Building Economic Inequality — What Will We Do?

Mark ThomaOver at The Fiscal Times, Mark Thoma wrote a really interesting article, The Politics of Income Inequality. He noted that, “The calls to cut government spending to avoid disastrous, though largely imagined consequences, and the push to cut taxes to avoid harmful economic distortions that supposedly lower economic growth are, in the end, about the desire to reclaim income lost to taxes.” In other words, all the claims about improving the economy and balancing the budget are just about the rich wanting to lower their taxes. That should come as no surprise to anyone around here. By and large, the rich are rich because they don’t care about anyone but themselves.

But a really big question remains, “Why do so many non-rich people go along with this?” After all, there are very few people who are rich. Clearly they are not supporting these policies out of a sense of greed. One big way that we are seeing in the Republican presidential nomination is immigration. More immigration is certainly to the benefit of the rich. But it isn’t that big a deal. They can easily bypass it if they can use immigrants as the reason why this generation of American workers is not doing as well as the last. “It’s not that the rich are taking all the productivity gains; it’s that immigrants are mowing laws for cheap!”

Thoma put it well:

The incomes of working class households have been stagnant for decades while those at the top have soared. These households struggle to pay the bills each month, to send their kids to college, and provide the healthcare their families need. They sense rising economic insecurity due to globalization, digital technology, and the constant chatter about robots taking their jobs. Something has gone wrong. Their children are supposed to do better than they did, incomes are supposed to rise over time as we become more productive, but that isn’t happening. They want someone to blame.

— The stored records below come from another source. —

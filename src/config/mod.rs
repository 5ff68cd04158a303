use std::path::PathBuf;
use std::time::Duration;

use garde::Validate;
use serde::Deserialize;
use strum::{Display, EnumString};
use uuid::Uuid;

const ENV_PREFIX: &str = "OFFLOAD_";

/// Which classification backend a worker is built with.
#[derive(Debug, Clone, Copy, Deserialize, EnumString, Display, PartialEq, Eq, Default)]
#[serde(rename_all = "lowercase")]
#[strum(serialize_all = "lowercase")]
pub enum ClassifierKind {
    #[default]
    Heuristic,
    Http,
}

#[derive(Debug, Clone, Deserialize, Validate)]
pub struct QueueConfig {
    /// Root of the shared folder holding `pending/`, `complete/` and the
    /// worker-side locations.
    #[garde(skip)]
    pub queue_root: PathBuf,

    /// Sleep between idle worker scans and between result checks.
    #[serde(default = "default_poll_interval_ms")]
    #[garde(range(min = 1))]
    pub poll_interval_ms: u64,

    /// How long a submitter waits for a result before giving up.
    #[serde(default = "default_result_timeout_secs")]
    #[garde(range(min = 1))]
    pub result_timeout_secs: u64,

    /// Time a claimed job may stay in `processing/` before it is reclaimed.
    #[serde(default = "default_lease_duration_secs")]
    #[garde(range(min = 1))]
    pub lease_duration_secs: u64,

    /// Minimum time a pending file must stay unchanged before it is read.
    #[serde(default = "default_stability_window_ms")]
    #[garde(range(min = 1))]
    pub stability_window_ms: u64,

    /// Jobs claimed and processed per worker cycle.
    #[serde(default = "default_worker_concurrency")]
    #[garde(range(min = 1, max = 64))]
    pub worker_concurrency: usize,

    /// Reclaims tolerated before a job is failed instead of reprocessed.
    #[serde(default = "default_max_attempts")]
    #[garde(range(min = 1))]
    pub max_attempts: u32,

    /// Age after which unread results are swept from `complete/`.
    #[serde(default = "default_result_retention_secs")]
    #[garde(range(min = 1))]
    pub result_retention_secs: u64,

    #[serde(default = "default_worker_id")]
    #[garde(length(min = 1, max = 100))]
    pub worker_id: String,

    #[serde(default)]
    #[garde(skip)]
    pub classifier_backend: ClassifierKind,

    /// Endpoint of the remote classifier (`http` backend only).
    #[serde(default)]
    #[garde(skip)]
    pub classifier_url: Option<String>,

    #[serde(default)]
    #[garde(skip)]
    pub classifier_token: Option<String>,

    /// Status server bind address.
    #[serde(default = "default_bind_addr")]
    #[garde(skip)]
    pub bind_addr: String,

    /// Prometheus listener for the worker process. Disabled when unset.
    #[serde(default)]
    #[garde(skip)]
    pub metrics_addr: Option<String>,
}

fn default_poll_interval_ms() -> u64 {
    2_000
}

fn default_result_timeout_secs() -> u64 {
    600
}

fn default_lease_duration_secs() -> u64 {
    900
}

fn default_stability_window_ms() -> u64 {
    3_000
}

fn default_worker_concurrency() -> usize {
    1
}

fn default_max_attempts() -> u32 {
    3
}

fn default_result_retention_secs() -> u64 {
    86_400
}

fn default_worker_id() -> String {
    format!("worker-{}", &Uuid::new_v4().simple().to_string()[..8])
}

fn default_bind_addr() -> String {
    "0.0.0.0:3000".to_string()
}

impl QueueConfig {
    /// Load from `OFFLOAD_*` environment variables (and `.env`, if present).
    pub fn from_env() -> Result<Self, ConfigError> {
        dotenvy::dotenv().ok();
        let config: Self = envy::prefixed(ENV_PREFIX).from_env()?;
        config.validate().map_err(ConfigError::Invalid)?;
        Ok(config)
    }

    /// Load from explicit key/value pairs using the same rules as `from_env`.
    pub fn from_pairs<I>(pairs: I) -> Result<Self, ConfigError>
    where
        I: IntoIterator<Item = (String, String)>,
    {
        let config: Self = envy::prefixed(ENV_PREFIX).from_iter(pairs)?;
        config.validate().map_err(ConfigError::Invalid)?;
        Ok(config)
    }

    /// Defaults for everything except the queue root.
    pub fn with_root(queue_root: impl Into<PathBuf>) -> Self {
        Self {
            queue_root: queue_root.into(),
            poll_interval_ms: default_poll_interval_ms(),
            result_timeout_secs: default_result_timeout_secs(),
            lease_duration_secs: default_lease_duration_secs(),
            stability_window_ms: default_stability_window_ms(),
            worker_concurrency: default_worker_concurrency(),
            max_attempts: default_max_attempts(),
            result_retention_secs: default_result_retention_secs(),
            worker_id: default_worker_id(),
            classifier_backend: ClassifierKind::default(),
            classifier_url: None,
            classifier_token: None,
            bind_addr: default_bind_addr(),
            metrics_addr: None,
        }
    }

    pub fn poll_interval(&self) -> Duration {
        Duration::from_millis(self.poll_interval_ms)
    }

    pub fn result_timeout(&self) -> Duration {
        Duration::from_secs(self.result_timeout_secs)
    }

    pub fn lease_duration(&self) -> Duration {
        Duration::from_secs(self.lease_duration_secs)
    }

    pub fn stability_window(&self) -> Duration {
        Duration::from_millis(self.stability_window_ms)
    }

    pub fn result_retention(&self) -> Duration {
        Duration::from_secs(self.result_retention_secs)
    }
}

#[derive(Debug, thiserror::Error)]
pub enum ConfigError {
    #[error("Failed to read configuration: {0}")]
    Env(#[from] envy::Error),

    #[error("Invalid configuration: {0}")]
    Invalid(garde::Report),
}

#[cfg(test)]
mod tests {
    use super::*;

    fn pairs(items: &[(&str, &str)]) -> Vec<(String, String)> {
        items
            .iter()
            .map(|(k, v)| (k.to_string(), v.to_string()))
            .collect()
    }

    #[test]
    fn test_defaults_apply() {
        let config = QueueConfig::from_pairs(pairs(&[("OFFLOAD_QUEUE_ROOT", "/mnt/sync/offload")])).unwrap();
        assert_eq!(config.queue_root, PathBuf::from("/mnt/sync/offload"));
        assert_eq!(config.poll_interval(), Duration::from_secs(2));
        assert_eq!(config.lease_duration(), Duration::from_secs(900));
        assert_eq!(config.worker_concurrency, 1);
        assert_eq!(config.classifier_backend, ClassifierKind::Heuristic);
        assert!(config.worker_id.starts_with("worker-"));
    }

    #[test]
    fn test_overrides() {
        let config = QueueConfig::from_pairs(pairs(&[
            ("OFFLOAD_QUEUE_ROOT", "/q"),
            ("OFFLOAD_WORKER_CONCURRENCY", "4"),
            ("OFFLOAD_CLASSIFIER_BACKEND", "http"),
            ("OFFLOAD_CLASSIFIER_URL", "http://classifier.local/classify"),
        ]))
        .unwrap();
        assert_eq!(config.worker_concurrency, 4);
        assert_eq!(config.classifier_backend, ClassifierKind::Http);
        assert_eq!(
            config.classifier_url.as_deref(),
            Some("http://classifier.local/classify")
        );
    }

    #[test]
    fn test_missing_root_is_rejected() {
        let err = QueueConfig::from_pairs(Vec::new()).unwrap_err();
        assert!(matches!(err, ConfigError::Env(_)));
    }

    #[test]
    fn test_zero_concurrency_is_rejected() {
        let err = QueueConfig::from_pairs(pairs(&[
            ("OFFLOAD_QUEUE_ROOT", "/q"),
            ("OFFLOAD_WORKER_CONCURRENCY", "0"),
        ]))
        .unwrap_err();
        assert!(matches!(err, ConfigError::Invalid(_)));
    }

    #[test]
    fn test_classifier_kind_from_str() {
        assert_eq!("http".parse::<ClassifierKind>().unwrap(), ClassifierKind::Http);
        assert_eq!(ClassifierKind::Heuristic.to_string(), "heuristic");
    }
}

So people blame the poor and the immigrants. Of course, it is nonsense. The truth is that the middle class and the rich get huge largess from the government. It is just, as I have discussed many, many times before, that our system is set up so that the richer you are, the less the help you get looks like welfare. The poor get special cards that they use in public so that their government assistance comes with a big dose shaming. The rich get billions in bank bailouts, set up so that they can say they were forced to take them and didn’t actually need them. The middle class, of course, don’t see the thousands of dollars they get from the government to pay their mortgages as welfare — it is just a tax deduction! (Uber-conservative Milton Friedman would disagree.)

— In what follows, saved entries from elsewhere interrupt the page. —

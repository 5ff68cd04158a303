//! Dialogue segments used across the queue tests

use offload_queue::models::job::Segment;

pub struct SegmentFixture {
    pub speaker: &'static str,
    pub text: &'static str,
    pub start_time: f64,
    pub end_time: f64,
}

/// A short exchange with one segment per heuristic label.
pub const DIALOGUE: &[SegmentFixture] = &[
    SegmentFixture {
        speaker: "SPEAKER_00",
        text: "Where were you on the night of the ninth?",
        start_time: 0.0,
        end_time: 2.4,
    },
    SegmentFixture {
        speaker: "SPEAKER_01",
        text: "I was at home, I told you already.",
        start_time: 2.6,
        end_time: 4.9,
    },
    SegmentFixture {
        speaker: "SPEAKER_00",
        text: "Right.",
        start_time: 5.1,
        end_time: 5.5,
    },
    SegmentFixture {
        speaker: "SPEAKER_01",
        text: "Stop asking me that!",
        start_time: 5.8,
        end_time: 7.0,
    },
];

/// Fixture segments indexed in order.
pub fn dialogue_segments() -> Vec<Segment> {
    DIALOGUE
        .iter()
        .enumerate()
        .map(|(index, f)| Segment {
            index: index as u32,
            speaker: f.speaker.to_string(),
            text: f.text.to_string(),
            start_time: f.start_time,
            end_time: f.end_time,
        })
        .collect()
}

The question is whether conservative policy would actually improve the lots of the working class. “Republicans will close the borders, slash spending that requires the redistribution of income to the undeserving, and when all is said and done the belief is that there will be more income and opportunity available to hard-working, upstanding, moral households.” I think the answer to that should be obvious. This isn’t an ideological conclusion of mine. It is empirical. The Republicans made this claim under Reagan, and not only did the working class do no better — they ended up paying higher taxes. The same policies were pushed under George W Bush and again, the working class got nothing. It’s kind of funny, actually, because the Republicans run around saying the Democrats have no new ideas, but the Republicans are pushing the exact same policies they’ve been pushing for 40 years. But there is an extra irony: those policies clearly haven’t worked, but they still push them.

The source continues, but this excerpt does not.